## WHAT IS BEING ASKED
Some lines of these records may hold the word "Result"; state how many, using only the number.

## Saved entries
┌──

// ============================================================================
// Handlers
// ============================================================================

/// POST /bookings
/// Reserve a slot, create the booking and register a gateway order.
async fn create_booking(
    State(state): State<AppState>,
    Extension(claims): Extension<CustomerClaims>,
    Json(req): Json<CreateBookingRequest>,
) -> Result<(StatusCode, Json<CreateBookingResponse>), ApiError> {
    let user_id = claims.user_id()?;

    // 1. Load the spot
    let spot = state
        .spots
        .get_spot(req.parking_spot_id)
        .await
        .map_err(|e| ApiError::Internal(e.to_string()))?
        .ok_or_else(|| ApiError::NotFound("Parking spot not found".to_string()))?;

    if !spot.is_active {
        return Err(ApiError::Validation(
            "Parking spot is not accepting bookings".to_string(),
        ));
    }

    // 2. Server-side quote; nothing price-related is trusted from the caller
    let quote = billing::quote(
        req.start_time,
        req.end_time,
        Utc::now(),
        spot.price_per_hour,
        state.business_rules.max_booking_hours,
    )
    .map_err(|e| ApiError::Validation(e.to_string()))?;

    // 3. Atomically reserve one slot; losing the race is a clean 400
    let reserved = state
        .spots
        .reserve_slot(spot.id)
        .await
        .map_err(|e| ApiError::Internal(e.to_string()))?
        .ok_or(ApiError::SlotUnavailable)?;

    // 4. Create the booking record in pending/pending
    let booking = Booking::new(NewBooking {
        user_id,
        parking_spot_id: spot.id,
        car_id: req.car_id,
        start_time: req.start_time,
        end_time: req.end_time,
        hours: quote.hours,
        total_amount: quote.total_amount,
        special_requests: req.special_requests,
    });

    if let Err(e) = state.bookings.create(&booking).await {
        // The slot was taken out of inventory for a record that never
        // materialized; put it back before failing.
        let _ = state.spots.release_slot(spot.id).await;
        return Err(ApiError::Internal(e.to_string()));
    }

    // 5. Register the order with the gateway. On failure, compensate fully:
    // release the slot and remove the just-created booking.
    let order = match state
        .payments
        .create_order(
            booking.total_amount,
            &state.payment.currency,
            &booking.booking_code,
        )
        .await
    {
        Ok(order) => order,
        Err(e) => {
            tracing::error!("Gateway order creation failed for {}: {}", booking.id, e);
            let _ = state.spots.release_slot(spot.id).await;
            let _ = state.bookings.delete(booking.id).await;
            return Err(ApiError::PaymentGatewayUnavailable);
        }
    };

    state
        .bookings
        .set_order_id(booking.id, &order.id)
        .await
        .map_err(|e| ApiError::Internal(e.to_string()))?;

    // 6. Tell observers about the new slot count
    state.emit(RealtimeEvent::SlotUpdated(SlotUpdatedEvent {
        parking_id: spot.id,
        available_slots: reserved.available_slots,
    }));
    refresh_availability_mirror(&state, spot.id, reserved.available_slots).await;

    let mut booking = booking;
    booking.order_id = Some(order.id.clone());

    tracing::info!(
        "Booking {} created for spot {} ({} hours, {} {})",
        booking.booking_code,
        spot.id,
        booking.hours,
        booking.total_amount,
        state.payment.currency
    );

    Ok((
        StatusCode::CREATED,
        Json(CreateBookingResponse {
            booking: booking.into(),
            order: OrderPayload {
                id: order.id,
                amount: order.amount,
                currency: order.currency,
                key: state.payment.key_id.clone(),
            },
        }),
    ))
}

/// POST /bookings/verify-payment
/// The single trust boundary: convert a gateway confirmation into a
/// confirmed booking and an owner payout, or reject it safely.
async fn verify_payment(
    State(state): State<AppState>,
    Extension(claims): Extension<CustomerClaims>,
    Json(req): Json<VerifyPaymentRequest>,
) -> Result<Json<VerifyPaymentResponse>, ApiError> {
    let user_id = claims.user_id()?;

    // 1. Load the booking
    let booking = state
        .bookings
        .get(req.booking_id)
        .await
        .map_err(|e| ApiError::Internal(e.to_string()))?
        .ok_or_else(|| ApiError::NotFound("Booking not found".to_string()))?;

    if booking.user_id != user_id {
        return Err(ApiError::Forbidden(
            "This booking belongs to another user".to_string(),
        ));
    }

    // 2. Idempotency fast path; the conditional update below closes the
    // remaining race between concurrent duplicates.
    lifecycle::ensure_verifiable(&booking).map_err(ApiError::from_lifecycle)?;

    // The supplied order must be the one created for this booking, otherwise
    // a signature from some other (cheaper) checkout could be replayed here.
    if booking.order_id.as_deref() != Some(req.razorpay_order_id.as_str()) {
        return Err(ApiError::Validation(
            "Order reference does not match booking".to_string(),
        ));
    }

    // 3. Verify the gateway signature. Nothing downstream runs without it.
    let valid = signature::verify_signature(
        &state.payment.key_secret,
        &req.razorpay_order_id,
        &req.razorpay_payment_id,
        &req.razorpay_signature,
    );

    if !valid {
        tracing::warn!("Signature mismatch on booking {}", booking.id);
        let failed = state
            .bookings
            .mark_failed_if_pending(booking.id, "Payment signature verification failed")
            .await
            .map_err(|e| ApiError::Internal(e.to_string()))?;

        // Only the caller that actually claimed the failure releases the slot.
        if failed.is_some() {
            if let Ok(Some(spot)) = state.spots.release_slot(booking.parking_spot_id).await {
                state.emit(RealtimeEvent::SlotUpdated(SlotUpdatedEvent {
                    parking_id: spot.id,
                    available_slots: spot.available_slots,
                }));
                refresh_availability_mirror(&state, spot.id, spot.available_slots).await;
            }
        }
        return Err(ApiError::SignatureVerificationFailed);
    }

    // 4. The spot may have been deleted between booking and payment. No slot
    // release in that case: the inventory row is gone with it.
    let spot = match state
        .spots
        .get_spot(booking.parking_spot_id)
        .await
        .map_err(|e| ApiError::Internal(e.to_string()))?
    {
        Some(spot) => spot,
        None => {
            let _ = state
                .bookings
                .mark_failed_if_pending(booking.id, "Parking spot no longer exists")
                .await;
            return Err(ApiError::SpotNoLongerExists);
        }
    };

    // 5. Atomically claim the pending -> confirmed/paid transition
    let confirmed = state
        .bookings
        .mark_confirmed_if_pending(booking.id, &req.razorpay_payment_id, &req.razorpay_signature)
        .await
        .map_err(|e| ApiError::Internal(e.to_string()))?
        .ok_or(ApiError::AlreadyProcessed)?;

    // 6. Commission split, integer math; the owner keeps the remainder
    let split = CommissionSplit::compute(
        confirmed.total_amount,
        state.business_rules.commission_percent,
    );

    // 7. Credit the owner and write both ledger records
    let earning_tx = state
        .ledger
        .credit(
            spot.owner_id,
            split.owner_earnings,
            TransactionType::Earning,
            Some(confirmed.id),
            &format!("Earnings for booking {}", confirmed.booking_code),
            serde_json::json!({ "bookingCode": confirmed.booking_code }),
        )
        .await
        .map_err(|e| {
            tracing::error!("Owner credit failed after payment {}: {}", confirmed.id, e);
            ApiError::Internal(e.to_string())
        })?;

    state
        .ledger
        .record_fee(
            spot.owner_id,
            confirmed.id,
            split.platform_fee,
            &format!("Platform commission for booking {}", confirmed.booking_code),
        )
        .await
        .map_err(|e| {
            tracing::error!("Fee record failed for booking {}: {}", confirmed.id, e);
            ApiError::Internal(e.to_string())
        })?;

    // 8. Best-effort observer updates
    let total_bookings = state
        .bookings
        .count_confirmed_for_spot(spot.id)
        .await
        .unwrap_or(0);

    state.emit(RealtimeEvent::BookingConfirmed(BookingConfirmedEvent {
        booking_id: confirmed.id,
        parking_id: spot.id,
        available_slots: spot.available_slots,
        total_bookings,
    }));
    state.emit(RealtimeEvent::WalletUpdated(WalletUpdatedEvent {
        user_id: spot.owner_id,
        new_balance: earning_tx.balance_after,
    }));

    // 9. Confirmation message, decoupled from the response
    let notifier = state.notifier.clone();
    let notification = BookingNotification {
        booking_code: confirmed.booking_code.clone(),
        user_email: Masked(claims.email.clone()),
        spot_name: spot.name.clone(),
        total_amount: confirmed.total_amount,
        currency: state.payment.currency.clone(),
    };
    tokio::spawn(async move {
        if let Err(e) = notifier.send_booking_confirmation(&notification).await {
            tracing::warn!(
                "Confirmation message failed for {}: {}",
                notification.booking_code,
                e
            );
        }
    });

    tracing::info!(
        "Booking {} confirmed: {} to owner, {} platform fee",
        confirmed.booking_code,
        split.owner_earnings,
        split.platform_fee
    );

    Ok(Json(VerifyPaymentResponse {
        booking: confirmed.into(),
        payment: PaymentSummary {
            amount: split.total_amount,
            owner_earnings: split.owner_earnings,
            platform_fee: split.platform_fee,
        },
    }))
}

└──

## RESPONSE BELOW
2